YOUR ASSIGNMENT
Report back each line of the data that contains the word "derive".

┌────────

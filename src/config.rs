// ⚙️ Configuration - JSON file + environment overrides
//
// Every field has a default, so a missing file or a partial file is fine.
// Environment variables win over the file:
//
//   EXPENSE_GRID_DB              → database_path
//   EXPENSE_GRID_HISTORY_LIMIT   → history_limit
//   EXPENSE_GRID_BIND            → bind_address

use crate::entities::DEFAULT_PEOPLE;
use crate::reconciliation::DEFAULT_MAX_INSTALLMENTS;
use crate::store::DEFAULT_HISTORY_LIMIT;
use anyhow::{Context, Result};
use log::{info, warn};
use serde::{Deserialize, Serialize};
use std::fs;
use std::path::{Path, PathBuf};
use std::time::Duration;

pub const ENV_DATABASE: &str = "EXPENSE_GRID_DB";
pub const ENV_HISTORY_LIMIT: &str = "EXPENSE_GRID_HISTORY_LIMIT";
pub const ENV_BIND: &str = "EXPENSE_GRID_BIND";

#[derive(Debug, Clone, PartialEq, Serialize, Deserialize)]
#[serde(default)]
pub struct Config {
    /// SQLite file holding expenses, people and grid states
    pub database_path: PathBuf,

    /// Undo steps kept in memory (0 = unlimited)
    pub history_limit: usize,

    /// Quiet window before a column layout change is persisted
    pub layout_debounce_ms: u64,

    /// Longest installment chain a description may ask for
    pub max_installments: u32,

    /// People created when the database has none
    pub default_people: Vec<String>,

    /// HTTP server address
    pub bind_address: String,
}

impl Default for Config {
    fn default() -> Self {
        Config {
            database_path: PathBuf::from("expenses.db"),
            history_limit: DEFAULT_HISTORY_LIMIT,
            layout_debounce_ms: 250,
            max_installments: DEFAULT_MAX_INSTALLMENTS,
            default_people: DEFAULT_PEOPLE.iter().map(|s| s.to_string()).collect(),
            bind_address: "0.0.0.0:3000".to_string(),
        }
    }
}

impl Config {
    /// Read `path` (if given), then apply the environment
    pub fn load(path: Option<&Path>) -> Result<Self> {
        let mut config = match path {
            Some(path) => Self::from_file(path)?,
            None => Config::default(),
        };
        config.apply_env();
        Ok(config)
    }

    pub fn from_file(path: &Path) -> Result<Self> {
        let content = fs::read_to_string(path)
            .with_context(|| format!("Failed to read config file {}", path.display()))?;
        let config: Config = serde_json::from_str(&content)
            .with_context(|| format!("Failed to parse config file {}", path.display()))?;
        info!("Loaded config from {}", path.display());
        Ok(config)
    }

    pub fn apply_env(&mut self) {
        self.apply_overrides(|key| std::env::var(key).ok());
    }

    /// Apply overrides from any key → value source (the environment in production)
    pub fn apply_overrides<F: Fn(&str) -> Option<String>>(&mut self, lookup: F) {
        if let Some(path) = lookup(ENV_DATABASE) {
            self.database_path = PathBuf::from(path);
        }

        if let Some(limit) = lookup(ENV_HISTORY_LIMIT) {
            match limit.trim().parse() {
                Ok(limit) => self.history_limit = limit,
                Err(_) => warn!("Ignoring {}={:?}: not a number", ENV_HISTORY_LIMIT, limit),
            }
        }

        if let Some(bind) = lookup(ENV_BIND) {
            self.bind_address = bind;
        }
    }

    pub fn layout_debounce(&self) -> Duration {
        Duration::from_millis(self.layout_debounce_ms)
    }
}
// ⚠️ Domain errors
//
// Parser misses are not errors (they are `None`), and neither are unknown ids in
// reorder/delete. What remains are the commits the core refuses outright.

use thiserror::Error;

#[derive(Debug, Clone, PartialEq, Eq, Error)]
pub enum ExpenseError {
    /// Only the first installment of a chain can be edited by description
    #[error("expense {id} is a follower installment; edit the first installment instead")]
    FollowerNotEditable { id: String },

    #[error("invalid month: {year}-{month}")]
    InvalidMonth { year: i32, month: u32 },

    /// Advancing a date left chrono's supported range
    #[error("date out of range: {from} + {months} month(s)")]
    DateOutOfRange { from: String, months: u32 },

    #[error("{quantity} installments requested, at most {max} allowed")]
    TooManyInstallments { quantity: u32, max: u32 },

    #[error("person not found: {0}")]
    PersonNotFound(String),

    #[error("cannot remove the last person")]
    LastPerson,
}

└────────

OUTPUT FOR THIS EXERCISE
#[derive(Debug, Clone, PartialEq, Serialize, Deserialize)]
#[derive(Debug, Clone, PartialEq, Eq, Error)]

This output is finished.